Es más, uno podría usar el mismo argumento para justificar la no intervención: más muertos, más desplazados, más hambre, más pobreza, por quién sabe cuántos años, son un indeseable cuando se tiene una situación de crisis humanitaria que supuestamente se pretende solucionar.
Así como se debe entender que las mismas ideas políticas y económicas que, como el socialismo, fracasan una y otra vez se puede deber no a las personas que las implementan, ni al contexto, ni al periodo histórico, ni a la forma de puesta en marcha ni a ninguna otra variable, sino a que son ideas equivocadas, así mismo debe entenderse que otras políticas, como la intervención, también tienen este problema.

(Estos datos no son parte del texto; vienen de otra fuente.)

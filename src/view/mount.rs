use slotmap::{SlotMap, new_key_type};

use crate::animation::set::{TimelineId, TimelineSet};
use crate::animation::timeline::{CompleteFn, Timeline};
use crate::batch::controller::{BatchController, BatchFired};
use crate::config::MotionConfig;
use crate::foundation::core::{NodeId, Property};
use crate::foundation::error::ScrollfxResult;
use crate::foundation::math::stable_seed;
use crate::render::surface::Surface;
use crate::scroll::coordinator::ScrollState;
use crate::text::count_up::CountUp;
use crate::text::scramble::{ScrambleConfig, Scrambler};
use crate::trigger::registry::{Fired, Trigger, TriggerId, TriggerRegistry};

new_key_type! {
    /// Handle to a batch controller owned by a [`View`].
    pub struct BatchId;
    /// Handle to a frame-stepped text effect owned by a [`View`].
    pub struct TaskId;
}

/// Everything a view reported during one frame.
#[derive(Clone, Debug, Default, PartialEq, serde::Serialize)]
pub struct ViewEvents {
    /// Trigger crossings, in registration order.
    pub triggers: Vec<Fired>,
    /// Flushed batches.
    pub batches: Vec<BatchFired>,
}

impl ViewEvents {
    /// Whether nothing fired.
    pub fn is_empty(&self) -> bool {
        self.triggers.is_empty() && self.batches.is_empty()
    }

    /// Append `other`.
    pub fn extend(&mut self, other: ViewEvents) {
        self.triggers.extend(other.triggers);
        self.batches.extend(other.batches);
    }
}

enum TextEffect {
    Count {
        count: CountUp,
        elapsed: f64,
        shown: Option<i64>,
    },
    Scramble {
        scrambler: Scrambler,
        pending: f64,
    },
}

struct TextTask {
    node: NodeId,
    effect: TextEffect,
    on_complete: Option<CompleteFn>,
}

impl TextTask {
    /// Write the first value.
    fn start(&mut self, surface: &mut dyn Surface) {
        let text = match &mut self.effect {
            TextEffect::Count { count, shown, .. } => {
                let v = count.sample(0.0);
                *shown = Some(v);
                Some(v.to_string())
            }
            TextEffect::Scramble { scrambler, .. } => scrambler.next_frame(),
        };
        self.write(text, surface);
    }

    /// Advance by `dt` and write the text. Returns `true` once the final value is shown.
    fn step(&mut self, dt: f64, surface: &mut dyn Surface) -> bool {
        let dt = if dt.is_nan() { 0.0 } else { dt.max(0.0) };
        let (text, done) = match &mut self.effect {
            TextEffect::Count {
                count,
                elapsed,
                shown,
            } => {
                *elapsed += dt;
                let mut v = count.sample(*elapsed);
                // Overshooting eases must not make the counter tick backwards.
                if let Some(prev) = *shown {
                    v = if count.end >= count.start {
                        v.max(prev)
                    } else {
                        v.min(prev)
                    };
                }
                let done = count.duration <= 0.0 || *elapsed >= count.duration;
                let text = (*shown != Some(v)).then(|| v.to_string());
                *shown = Some(v);
                (text, done)
            }
            TextEffect::Scramble { scrambler, pending } => {
                let frame_secs = scrambler.frame_duration_secs();
                let mut latest = None;
                *pending += dt;
                while *pending >= frame_secs {
                    match scrambler.next_frame() {
                        Some(frame) => latest = Some(frame),
                        None => break,
                    }
                    *pending -= frame_secs;
                }
                (latest, scrambler.is_finished())
            }
        };
        self.write(text, surface);
        done
    }

    fn write(&self, text: Option<String>, surface: &mut dyn Surface) {
        if let Some(text) = text {
            if surface.is_attached(self.node) {
                surface.set_property(self.node, Property::Text, text.into());
            }
        }
    }
}

/// Per-section animation state: triggers, batches, timelines and text effects, torn down
/// together.
pub struct View {
    config: MotionConfig,
    triggers: TriggerRegistry,
    batches: SlotMap<BatchId, BatchController>,
    timelines: TimelineSet,
    tasks: SlotMap<TaskId, TextTask>,
    offset: f64,
    mounted: bool,
}

impl std::fmt::Debug for View {
    fn fmt(&self, f: &mut std::fmt::Formatter<'_>) -> std::fmt::Result {
        f.debug_struct("View")
            .field("triggers", &self.triggers.len())
            .field("batches", &self.batches.len())
            .field("timelines", &self.timelines.len())
            .field("tasks", &self.tasks.len())
            .field("mounted", &self.mounted)
            .finish_non_exhaustive()
    }
}

impl View {
    /// Mount an empty view, assuming the page is at offset 0.
    pub fn mount(config: MotionConfig) -> Self {
        let mut timelines = TimelineSet::new();
        timelines.set_reduced_motion(config.reduced_motion);
        Self {
            config,
            triggers: TriggerRegistry::new(0.0),
            batches: SlotMap::with_key(),
            timelines,
            tasks: SlotMap::with_key(),
            offset: 0.0,
            mounted: true,
        }
    }

    /// Assume the page is at `offset`, so triggers registered next start in the right phase.
    pub fn starting_at(mut self, offset: f64) -> Self {
        self.offset = offset;
        if self.triggers.is_empty() {
            self.triggers = TriggerRegistry::new(offset);
        }
        self
    }

    /// Settings this view was mounted with.
    pub fn config(&self) -> &MotionConfig {
        &self.config
    }

    /// Whether [`View::unmount`] has not been called yet.
    pub fn is_mounted(&self) -> bool {
        self.mounted
    }

    /// Register a trigger.
    pub fn add_trigger(&mut self, trigger: Trigger, surface: &mut dyn Surface) -> TriggerId {
        self.triggers.register(trigger, &mut self.timelines, surface)
    }

    /// Register several triggers (effect presets return one per card).
    pub fn add_triggers(
        &mut self,
        triggers: impl IntoIterator<Item = Trigger>,
        surface: &mut dyn Surface,
    ) -> Vec<TriggerId> {
        triggers
            .into_iter()
            .map(|t| self.add_trigger(t, surface))
            .collect()
    }

    /// Take ownership of a batch controller. It resolves its members against the view's
    /// current offset.
    pub fn add_batch(&mut self, controller: BatchController) -> BatchId {
        self.batches.insert(controller.starting_at(self.offset))
    }

    /// Borrow a batch controller, e.g. to add members.
    pub fn batch_mut(&mut self, id: BatchId) -> Option<&mut BatchController> {
        self.batches.get_mut(id)
    }

    /// Start a fire-and-forget timeline.
    pub fn play(&mut self, timeline: Timeline, surface: &mut dyn Surface) -> TimelineId {
        self.timelines.play(timeline, surface)
    }

    /// Count `node`'s text from `count.start` to `count.end`. The start value is written now.
    pub fn count_up(
        &mut self,
        node: NodeId,
        count: CountUp,
        surface: &mut dyn Surface,
    ) -> ScrollfxResult<TaskId> {
        count.validate()?;
        let effect = TextEffect::Count {
            count,
            elapsed: 0.0,
            shown: None,
        };
        Ok(self.start_task(node, effect, surface))
    }

    /// Classic scramble timing with this view's alphabet and frame rate.
    pub fn scramble_config(&self) -> ScrambleConfig {
        ScrambleConfig {
            alphabet: self.config.scramble_alphabet.clone(),
            fps: self.config.fps,
            ..ScrambleConfig::classic()
        }
    }

    /// Scramble `node`'s text into `text`. The first frame is written now.
    ///
    /// The seed is mixed with the node and the text, so identical labels on different nodes
    /// show different decoys.
    pub fn scramble(
        &mut self,
        node: NodeId,
        text: &str,
        config: ScrambleConfig,
        surface: &mut dyn Surface,
    ) -> ScrollfxResult<TaskId> {
        let seed = stable_seed(config.seed, node.0, text);
        let effect = TextEffect::Scramble {
            scrambler: Scrambler::new(text, config.seed(seed))?,
            pending: 0.0,
        };
        Ok(self.start_task(node, effect, surface))
    }

    fn start_task(
        &mut self,
        node: NodeId,
        effect: TextEffect,
        surface: &mut dyn Surface,
    ) -> TaskId {
        let mut task = TextTask {
            node,
            effect,
            on_complete: None,
        };
        task.start(surface);
        if self.config.reduced_motion {
            task.step(f64::INFINITY, surface);
        }
        self.tasks.insert(task)
    }

    /// Run `f` once the text task finishes. Returns `false` for unknown or finished tasks.
    pub fn on_task_complete(&mut self, id: TaskId, f: impl FnOnce() + 'static) -> bool {
        match self.tasks.get_mut(id) {
            Some(task) => {
                task.on_complete = Some(Box::new(f));
                true
            }
            None => false,
        }
    }

    /// Text tasks still running.
    pub fn task_count(&self) -> usize {
        self.tasks.len()
    }

    /// Trigger registry.
    pub fn triggers(&self) -> &TriggerRegistry {
        &self.triggers
    }

    /// Timelines owned by this view.
    pub fn timelines(&self) -> &TimelineSet {
        &self.timelines
    }

    /// Mutable access to the timelines, e.g. to kill one.
    pub fn timelines_mut(&mut self) -> &mut TimelineSet {
        &mut self.timelines
    }

    /// Kill one trigger and its animation.
    pub fn kill_trigger(&mut self, id: TriggerId) -> bool {
        self.triggers.kill(id, &mut self.timelines)
    }

    /// Re-resolve every trigger and batch member after a layout change.
    pub fn refresh(&mut self, surface: &dyn Surface) {
        self.triggers.refresh(surface);
        for batch in self.batches.values_mut() {
            batch.refresh(surface);
        }
    }

    /// Run one frame: triggers, then batches, then timelines and text tasks.
    pub fn update(
        &mut self,
        state: &ScrollState,
        now: f64,
        dt: f64,
        surface: &mut dyn Surface,
    ) -> ViewEvents {
        if !self.mounted {
            return ViewEvents::default();
        }
        self.offset = state.offset;
        let mut events = ViewEvents {
            triggers: self.triggers.update(state, dt, &mut self.timelines, surface),
            batches: Vec::new(),
        };
        for batch in self.batches.values_mut() {
            events
                .batches
                .extend(batch.update(state, now, &mut self.timelines, surface));
        }
        self.timelines.tick(dt, surface);

        let done: Vec<TaskId> = self
            .tasks
            .iter_mut()
            .filter_map(|(id, task)| task.step(dt, surface).then_some(id))
            .collect();
        for id in done {
            if let Some(f) = self.tasks.remove(id).and_then(|t| t.on_complete) {
                f();
            }
        }
        events
    }

    /// Kill every trigger, batch, timeline and text task. Idempotent.
    pub fn unmount(&mut self) {
        if !self.mounted {
            return;
        }
        self.mounted = false;
        tracing::debug!(
            triggers = self.triggers.len(),
            batches = self.batches.len(),
            timelines = self.timelines.len(),
            "view unmounted"
        );
        self.triggers.kill_all(&mut self.timelines);
        for batch in self.batches.values_mut() {
            batch.kill();
        }
        self.batches.clear();
        self.timelines.kill_all();
        self.tasks.clear();
    }
}

#[cfg(test)]
#[path = "../../tests/unit/view/mount.rs"]
mod tests;
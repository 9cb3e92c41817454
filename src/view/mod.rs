//! Lifecycle scopes: views own animation state, the page drives them every frame.

/// A mounted view.
pub mod mount;
/// The page frame loop.
pub mod page;
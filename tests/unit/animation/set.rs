use std::cell::Cell;
use std::rc::Rc;

use super::*;
use crate::animation::ease::Ease;
use crate::animation::timeline::{Position, Tween};
use crate::foundation::core::{ElementBox, NodeId, Property};
use crate::render::surface::InMemorySurface;

fn surface() -> InMemorySurface {
    InMemorySurface::new(800.0, 4000.0)
        .with_node(NodeId(1), ElementBox::new(100.0, 50.0))
        .with_node(NodeId(2), ElementBox::new(300.0, 50.0))
}

fn fade(node: u64) -> Timeline {
    Timeline::single(
        Tween::from_to([NodeId(node)], 1.0)
            .from(Property::Opacity, 0.0)
            .prop(Property::Opacity, 1.0),
        Ease::Linear,
    )
}

fn approx(a: Option<f64>, b: f64) -> bool {
    a.is_some_and(|a| (a - b).abs() < 1e-9)
}

#[test]
fn fire_and_forget_timelines_are_dropped_on_completion() {
    let mut s = surface();
    let mut set = TimelineSet::new();
    let id = set.play(fade(1), &mut s);
    assert!(approx(s.number(NodeId(1), Property::Opacity), 0.0));
    assert_eq!(set.len(), 1);

    set.tick(0.5, &mut s);
    assert!(approx(s.number(NodeId(1), Property::Opacity), 0.5));
    set.tick(0.5, &mut s);
    assert!(approx(s.number(NodeId(1), Property::Opacity), 1.0));
    assert!(!set.contains(id));
    assert!(set.is_empty());
}

#[test]
fn retained_timelines_can_be_reversed_after_completion() {
    let mut s = surface();
    let mut set = TimelineSet::new();
    let id = set.attach_paused(fade(1));
    set.tick(1.0, &mut s);
    assert_eq!(s.write_count(), 0);

    set.control(id, Control::Play, &mut s);
    set.tick(1.0, &mut s);
    assert!(set.contains(id));
    assert!(approx(s.number(NodeId(1), Property::Opacity), 1.0));

    set.control(id, Control::Reverse, &mut s);
    set.tick(0.5, &mut s);
    assert!(approx(s.number(NodeId(1), Property::Opacity), 0.5));
    set.tick(1.0, &mut s);
    assert!(approx(s.number(NodeId(1), Property::Opacity), 0.0));
    assert!(set.contains(id));
    assert_eq!(set.active_count(), 0);
}

#[test]
fn seek_scrubs_a_retained_timeline() {
    let mut s = surface();
    let mut set = TimelineSet::new();
    let id = set.attach_paused(fade(1));
    set.seek(id, 0.25, &mut s);
    assert!(approx(s.number(NodeId(1), Property::Opacity), 0.25));
    set.seek(id, 1.0, &mut s);
    assert!(approx(s.number(NodeId(1), Property::Opacity), 1.0));
}

#[test]
fn overwrite_kills_conflicting_tweens() {
    let mut s = surface();
    let mut set = TimelineSet::new();
    let first = set.play(
        Timeline::single(
            Tween::to([NodeId(1)], 1.0).prop(Property::Y, 100.0),
            Ease::Linear,
        ),
        &mut s,
    );
    let unrelated = set.play(fade(2), &mut s);
    set.tick(0.5, &mut s);
    assert!(approx(s.number(NodeId(1), Property::Y), 50.0));

    let second = set.play(
        Timeline::single(
            Tween::to([NodeId(1)], 1.0).prop(Property::Y, -20.0),
            Ease::Linear,
        )
        .overwrite(true),
        &mut s,
    );
    assert!(!set.contains(first));
    assert!(set.contains(unrelated));
    assert!(set.contains(second));

    set.tick(1.0, &mut s);
    assert!(approx(s.number(NodeId(1), Property::Y), -20.0));
}

#[test]
fn follow_up_starts_when_the_first_completes() {
    let mut s = surface();
    let mut set = TimelineSet::new();
    set.play(fade(1).then(fade(2)), &mut s);
    assert_eq!(s.number(NodeId(2), Property::Opacity), None);

    set.tick(1.0, &mut s);
    assert_eq!(set.len(), 1);
    assert!(approx(s.number(NodeId(2), Property::Opacity), 0.0));

    set.tick(1.0, &mut s);
    assert!(approx(s.number(NodeId(2), Property::Opacity), 1.0));
    assert!(set.is_empty());
}

#[test]
fn reduced_motion_jumps_straight_to_the_end() {
    let mut s = surface();
    let mut set = TimelineSet::new();
    set.set_reduced_motion(true);
    let done = Rc::new(Cell::new(false));
    let flag = done.clone();
    set.play(fade(1).on_complete(move || flag.set(true)), &mut s);
    assert!(approx(s.number(NodeId(1), Property::Opacity), 1.0));
    assert!(done.get());
    assert!(set.is_empty());
}

#[test]
fn kill_is_idempotent_and_drops_callbacks() {
    let mut s = surface();
    let mut set = TimelineSet::new();
    let fired = Rc::new(Cell::new(false));
    let flag = fired.clone();
    let id = set.play(
        Timeline::new(Ease::Linear)
            .with(
                Tween::to([NodeId(1)], 1.0).prop(Property::Scale, 2.0),
                Position::Sequence,
            )
            .on_complete(move || flag.set(true)),
        &mut s,
    );
    assert!(set.kill(id));
    assert!(!set.kill(id));
    set.tick(2.0, &mut s);
    assert!(!fired.get());
    assert_eq!(s.number(NodeId(1), Property::Scale), None);
}

#[test]
fn kill_all_empties_the_set() {
    let mut s = surface();
    let mut set = TimelineSet::new();
    set.play(fade(1), &mut s);
    set.attach_paused(fade(2));
    set.kill_all();
    assert!(set.is_empty());
    let before = s.write_count();
    set.tick(1.0, &mut s);
    assert_eq!(s.write_count(), before);
}
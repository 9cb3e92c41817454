//! Ready-made scroll effects built on triggers and timelines.
//!
//! Each preset returns [`Trigger`](crate::trigger::registry::Trigger) builders or
//! [`Timeline`](crate::animation::timeline::Timeline)s; register them through a
//! [`View`](crate::view::mount::View).

/// Direction-aware presets: unblur, card flips, background shifts, parallax, rewind bars.
pub mod direction;
/// Idle floating loops.
pub mod float;
/// Glow shadows driven by progress.
pub mod glow;
/// Scroll progress ring and scroll-to-top.
pub mod progress;
/// Reveal presets.
pub mod reveal;
use std::fs::File;
use std::io::BufReader;
use std::path::Path;

use crate::animation::ease::Ease;
use crate::batch::controller::BatchConfig;
use crate::foundation::core::Fps;
use crate::foundation::error::{ScrollfxError, ScrollfxResult};
use crate::text::scramble::CLASSIC_ALPHABET;

/// Page-wide motion settings, loaded from JSON.
///
/// Every field has a default, so `{}` is a valid config. Eases use their GSAP names
/// (`"power3.out"`, `"back.out(1.7)"`).
#[derive(Clone, Debug, PartialEq, serde::Serialize, serde::Deserialize)]
#[serde(default, deny_unknown_fields)]
pub struct MotionConfig {
    /// Ease used by timelines that do not set their own.
    pub default_ease: Ease,
    /// Displacement (px) from the last extreme before the scroll direction flips.
    pub direction_threshold: f64,
    /// Offset (px) past which the body carries `data-scrolled`.
    pub scrolled_threshold: f64,
    /// Batch window in seconds.
    pub batch_interval: f64,
    /// Largest batch; `None` flushes whole windows.
    pub batch_max: Option<usize>,
    /// Frame rate for frame-stepped text effects.
    pub fps: Fps,
    /// Per-frame pointer interpolation factor in `(0, 1]`.
    pub pointer_smoothing: f64,
    /// Complete every animation immediately.
    pub reduced_motion: bool,
    /// Decoy characters for the scramble effect.
    pub scramble_alphabet: String,
}

impl Default for MotionConfig {
    fn default() -> Self {
        Self {
            default_ease: Ease::DEFAULT,
            direction_threshold: 5.0,
            scrolled_threshold: 100.0,
            batch_interval: 0.1,
            batch_max: None,
            fps: Fps::display(),
            pointer_smoothing: 0.1,
            reduced_motion: false,
            scramble_alphabet: CLASSIC_ALPHABET.to_owned(),
        }
    }
}

impl MotionConfig {
    /// Parse a config from a JSON reader.
    pub fn from_reader<R: std::io::Read>(r: R) -> ScrollfxResult<Self> {
        let cfg: Self = serde_json::from_reader(r)
            .map_err(|e| ScrollfxError::config(format!("parse motion config JSON: {e}")))?;
        cfg.validate()?;
        Ok(cfg)
    }

    /// Parse a config from a JSON string.
    pub fn from_json_str(s: &str) -> ScrollfxResult<Self> {
        Self::from_reader(s.as_bytes())
    }

    /// Parse a config from a JSON file on disk.
    pub fn from_path(path: impl AsRef<Path>) -> ScrollfxResult<Self> {
        let path = path.as_ref();
        let f = File::open(path).map_err(|e| {
            ScrollfxError::config(format!("open motion config '{}': {e}", path.display()))
        })?;
        Self::from_reader(BufReader::new(f))
    }

    /// Check ranges.
    pub fn validate(&self) -> ScrollfxResult<()> {
        if !self.direction_threshold.is_finite() || self.direction_threshold < 0.0 {
            return Err(ScrollfxError::config(
                "direction_threshold must be finite and >= 0",
            ));
        }
        if !self.scrolled_threshold.is_finite() {
            return Err(ScrollfxError::config("scrolled_threshold must be finite"));
        }
        if !(self.pointer_smoothing > 0.0 && self.pointer_smoothing <= 1.0) {
            return Err(ScrollfxError::config("pointer_smoothing must be in (0, 1]"));
        }
        if self.fps.num == 0 || self.fps.den == 0 {
            return Err(ScrollfxError::config("fps must be > 0"));
        }
        if self.scramble_alphabet.is_empty() {
            return Err(ScrollfxError::config("scramble_alphabet must not be empty"));
        }
        self.batch()
            .validate()
            .map_err(|e| ScrollfxError::config(e.to_string()))
    }

    /// Batch settings carried by this config.
    pub fn batch(&self) -> BatchConfig {
        BatchConfig {
            interval: self.batch_interval,
            batch_max: self.batch_max,
        }
    }
}

#[cfg(test)]
#[path = "../tests/unit/config.rs"]
mod tests;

En el fondo, la idea de una intervención en Venezuela, sea por Colombia, sea por Estados Unidos, sea por Noruega (si así lo quieren), es que presupone la existencia de muchas condiciones que no tienen asidero en la realidad. No solo están los supuestos empíricos: que existe alguien que remplace al actual dictador, que las mayorías apoyarían una intervención y saludarían a las tropas con emoción, que la cuestión es simplemente de cambiar a Maduro y ubicar en la presidencia a alguien “mejor”.
También están los supuestos más profundos: que el modelo actual se impuso a la fuerza a un pueblo que no pudo resistirse o que la cuestión institucional es algo que se soluciona de un día para el otro. Es decir, que los daños causados por la dictadura son una cuestión de quién esté en el poder: si cae la dictadura, en un tiempo prudencial todo lo que no está funcionando bien, se normaliza.
El más grave de todos es el supuesto de las acciones puntuales, planeadas en sistemas complejos. Los defensores de una intervención es una cuestión de sagacidad militar. Lo que no entienden es que eso es lo de menos. La mejor intervención, con la mejor planeación, con los mejores militares y las armas más avanzadas puede fracasar.
En últimas, los defensores de la intervención parecen ignorar el principio de consecuencias no anticipadas, el papel de la incertidumbre, la imposibilidad de la planeación y demás principios que nos llevan a preferir la prudencia, a la acción. Así “haya que hacer algo.